■ Dataset extract:
——
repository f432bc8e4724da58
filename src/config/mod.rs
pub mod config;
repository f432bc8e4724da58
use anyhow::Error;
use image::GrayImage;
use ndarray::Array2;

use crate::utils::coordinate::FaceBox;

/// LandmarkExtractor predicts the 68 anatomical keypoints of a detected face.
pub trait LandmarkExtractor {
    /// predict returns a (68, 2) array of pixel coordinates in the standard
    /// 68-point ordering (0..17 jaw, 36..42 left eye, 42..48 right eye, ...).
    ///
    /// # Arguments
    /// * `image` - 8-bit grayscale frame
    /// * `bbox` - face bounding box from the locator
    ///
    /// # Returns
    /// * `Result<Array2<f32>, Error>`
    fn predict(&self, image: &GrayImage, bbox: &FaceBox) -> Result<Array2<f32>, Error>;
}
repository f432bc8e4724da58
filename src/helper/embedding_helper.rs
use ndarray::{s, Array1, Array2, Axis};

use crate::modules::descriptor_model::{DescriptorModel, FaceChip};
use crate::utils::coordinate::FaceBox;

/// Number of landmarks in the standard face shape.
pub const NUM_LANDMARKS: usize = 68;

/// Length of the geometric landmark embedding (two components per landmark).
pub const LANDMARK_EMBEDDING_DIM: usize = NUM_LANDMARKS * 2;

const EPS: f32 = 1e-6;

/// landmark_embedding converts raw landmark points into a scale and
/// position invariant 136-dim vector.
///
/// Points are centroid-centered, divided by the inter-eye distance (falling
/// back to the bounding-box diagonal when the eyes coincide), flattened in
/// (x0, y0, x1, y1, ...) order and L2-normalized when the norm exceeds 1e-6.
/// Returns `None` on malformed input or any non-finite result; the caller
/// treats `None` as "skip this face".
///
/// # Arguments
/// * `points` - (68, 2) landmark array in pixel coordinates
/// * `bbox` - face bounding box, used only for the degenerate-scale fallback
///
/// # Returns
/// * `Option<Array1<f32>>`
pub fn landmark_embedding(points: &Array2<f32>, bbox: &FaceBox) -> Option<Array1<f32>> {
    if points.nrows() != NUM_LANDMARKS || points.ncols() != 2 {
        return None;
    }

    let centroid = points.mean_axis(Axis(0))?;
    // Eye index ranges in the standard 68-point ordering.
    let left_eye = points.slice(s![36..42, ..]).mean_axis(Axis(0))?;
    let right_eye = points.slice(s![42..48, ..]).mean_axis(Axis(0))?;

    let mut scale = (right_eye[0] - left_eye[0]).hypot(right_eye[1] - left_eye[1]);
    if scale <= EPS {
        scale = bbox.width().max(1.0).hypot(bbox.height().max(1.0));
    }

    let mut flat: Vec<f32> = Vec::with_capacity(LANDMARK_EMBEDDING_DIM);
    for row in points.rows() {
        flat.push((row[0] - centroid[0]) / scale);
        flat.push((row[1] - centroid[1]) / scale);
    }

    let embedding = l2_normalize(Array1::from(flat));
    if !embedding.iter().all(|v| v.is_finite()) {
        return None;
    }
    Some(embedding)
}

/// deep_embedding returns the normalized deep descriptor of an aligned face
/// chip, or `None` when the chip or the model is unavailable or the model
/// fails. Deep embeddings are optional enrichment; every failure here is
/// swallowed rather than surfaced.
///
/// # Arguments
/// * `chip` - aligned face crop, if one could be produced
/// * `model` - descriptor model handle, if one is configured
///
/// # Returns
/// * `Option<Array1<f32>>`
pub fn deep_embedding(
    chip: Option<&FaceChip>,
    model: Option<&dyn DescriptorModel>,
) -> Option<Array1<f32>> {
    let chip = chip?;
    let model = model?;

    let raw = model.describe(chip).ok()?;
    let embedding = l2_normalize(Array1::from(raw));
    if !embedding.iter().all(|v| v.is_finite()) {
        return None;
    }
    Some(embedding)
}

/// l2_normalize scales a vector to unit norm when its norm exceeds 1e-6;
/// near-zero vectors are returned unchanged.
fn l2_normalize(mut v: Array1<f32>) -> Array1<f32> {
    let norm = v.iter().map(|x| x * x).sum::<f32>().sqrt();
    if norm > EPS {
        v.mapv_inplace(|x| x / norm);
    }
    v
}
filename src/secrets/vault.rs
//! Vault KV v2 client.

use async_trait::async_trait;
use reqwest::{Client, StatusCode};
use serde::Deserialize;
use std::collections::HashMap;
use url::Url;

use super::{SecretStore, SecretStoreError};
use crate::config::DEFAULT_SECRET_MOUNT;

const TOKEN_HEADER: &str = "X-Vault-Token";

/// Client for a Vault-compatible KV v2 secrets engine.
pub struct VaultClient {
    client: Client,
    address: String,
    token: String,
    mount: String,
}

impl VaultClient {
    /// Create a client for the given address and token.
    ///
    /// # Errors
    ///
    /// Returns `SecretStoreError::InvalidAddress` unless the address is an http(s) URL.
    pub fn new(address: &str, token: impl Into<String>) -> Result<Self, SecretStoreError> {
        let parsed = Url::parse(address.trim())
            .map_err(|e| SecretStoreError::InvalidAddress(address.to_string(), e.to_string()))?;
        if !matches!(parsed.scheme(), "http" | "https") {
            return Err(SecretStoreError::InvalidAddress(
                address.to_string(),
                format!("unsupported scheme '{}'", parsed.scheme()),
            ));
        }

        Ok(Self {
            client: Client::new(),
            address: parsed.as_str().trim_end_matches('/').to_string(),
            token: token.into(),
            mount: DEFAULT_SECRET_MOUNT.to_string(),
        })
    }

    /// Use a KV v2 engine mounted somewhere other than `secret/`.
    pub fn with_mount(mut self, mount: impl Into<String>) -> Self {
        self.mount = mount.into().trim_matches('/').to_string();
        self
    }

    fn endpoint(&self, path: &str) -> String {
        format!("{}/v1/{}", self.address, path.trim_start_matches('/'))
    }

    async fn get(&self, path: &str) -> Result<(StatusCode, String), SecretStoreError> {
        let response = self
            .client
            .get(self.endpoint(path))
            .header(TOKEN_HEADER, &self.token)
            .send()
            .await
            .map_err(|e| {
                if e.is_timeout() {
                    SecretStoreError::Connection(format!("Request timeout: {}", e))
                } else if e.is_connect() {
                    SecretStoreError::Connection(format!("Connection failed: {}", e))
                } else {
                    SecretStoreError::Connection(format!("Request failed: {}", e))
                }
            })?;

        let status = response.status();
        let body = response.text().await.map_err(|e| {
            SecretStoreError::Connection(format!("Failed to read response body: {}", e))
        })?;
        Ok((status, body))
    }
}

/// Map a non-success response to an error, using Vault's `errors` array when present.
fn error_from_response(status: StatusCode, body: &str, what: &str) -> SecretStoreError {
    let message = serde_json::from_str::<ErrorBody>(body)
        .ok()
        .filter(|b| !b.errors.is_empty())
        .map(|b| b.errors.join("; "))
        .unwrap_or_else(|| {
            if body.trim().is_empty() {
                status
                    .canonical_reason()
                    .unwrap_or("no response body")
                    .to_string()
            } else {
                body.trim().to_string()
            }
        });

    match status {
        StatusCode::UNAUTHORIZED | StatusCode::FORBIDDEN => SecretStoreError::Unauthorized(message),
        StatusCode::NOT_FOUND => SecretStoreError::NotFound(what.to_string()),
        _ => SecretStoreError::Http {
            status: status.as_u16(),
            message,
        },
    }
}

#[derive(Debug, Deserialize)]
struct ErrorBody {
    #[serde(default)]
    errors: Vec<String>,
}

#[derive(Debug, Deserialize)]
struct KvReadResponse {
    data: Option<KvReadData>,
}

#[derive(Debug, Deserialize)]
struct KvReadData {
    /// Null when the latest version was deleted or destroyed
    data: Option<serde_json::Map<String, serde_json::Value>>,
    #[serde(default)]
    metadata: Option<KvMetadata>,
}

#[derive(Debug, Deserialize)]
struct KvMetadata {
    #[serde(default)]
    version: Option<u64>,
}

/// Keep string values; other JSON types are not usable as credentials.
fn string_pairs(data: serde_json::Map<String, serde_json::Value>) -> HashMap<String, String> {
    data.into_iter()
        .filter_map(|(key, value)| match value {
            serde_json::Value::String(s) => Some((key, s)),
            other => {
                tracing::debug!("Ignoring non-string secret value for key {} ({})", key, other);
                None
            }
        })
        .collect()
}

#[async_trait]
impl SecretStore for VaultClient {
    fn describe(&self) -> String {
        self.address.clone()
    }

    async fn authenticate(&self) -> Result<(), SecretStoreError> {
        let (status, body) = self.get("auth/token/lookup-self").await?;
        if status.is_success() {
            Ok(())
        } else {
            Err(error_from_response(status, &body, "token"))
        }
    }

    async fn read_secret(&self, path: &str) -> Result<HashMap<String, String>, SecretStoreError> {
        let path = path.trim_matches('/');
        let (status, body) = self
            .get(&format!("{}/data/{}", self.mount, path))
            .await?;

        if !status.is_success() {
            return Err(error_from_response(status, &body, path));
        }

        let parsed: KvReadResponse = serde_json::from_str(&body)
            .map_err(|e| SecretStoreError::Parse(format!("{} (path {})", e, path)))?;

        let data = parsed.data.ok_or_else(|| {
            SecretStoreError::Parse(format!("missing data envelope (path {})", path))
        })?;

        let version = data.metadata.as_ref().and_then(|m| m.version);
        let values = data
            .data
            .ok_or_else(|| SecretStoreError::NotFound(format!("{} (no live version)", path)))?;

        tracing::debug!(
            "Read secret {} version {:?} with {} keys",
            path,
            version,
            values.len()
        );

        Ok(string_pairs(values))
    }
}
——
■ Your instructions:
Return, line for line and unchanged, the data from its first line through the line containing "inter-eye distance (falling".

■ Solution to the problem:
repository f432bc8e4724da58
filename src/config/mod.rs
pub mod config;
repository f432bc8e4724da58
use anyhow::Error;
use image::GrayImage;
use ndarray::Array2;

use crate::utils::coordinate::FaceBox;

/// LandmarkExtractor predicts the 68 anatomical keypoints of a detected face.
pub trait LandmarkExtractor {
    /// predict returns a (68, 2) array of pixel coordinates in the standard
    /// 68-point ordering (0..17 jaw, 36..42 left eye, 42..48 right eye, ...).
    ///
    /// # Arguments
    /// * `image` - 8-bit grayscale frame
    /// * `bbox` - face bounding box from the locator
    ///
    /// # Returns
    /// * `Result<Array2<f32>, Error>`
    fn predict(&self, image: &GrayImage, bbox: &FaceBox) -> Result<Array2<f32>, Error>;
}
repository f432bc8e4724da58
filename src/helper/embedding_helper.rs
use ndarray::{s, Array1, Array2, Axis};

use crate::modules::descriptor_model::{DescriptorModel, FaceChip};
use crate::utils::coordinate::FaceBox;

/// Number of landmarks in the standard face shape.
pub const NUM_LANDMARKS: usize = 68;

/// Length of the geometric landmark embedding (two components per landmark).
pub const LANDMARK_EMBEDDING_DIM: usize = NUM_LANDMARKS * 2;

const EPS: f32 = 1e-6;

/// landmark_embedding converts raw landmark points into a scale and
/// position invariant 136-dim vector.
///
/// Points are centroid-centered, divided by the inter-eye distance (falling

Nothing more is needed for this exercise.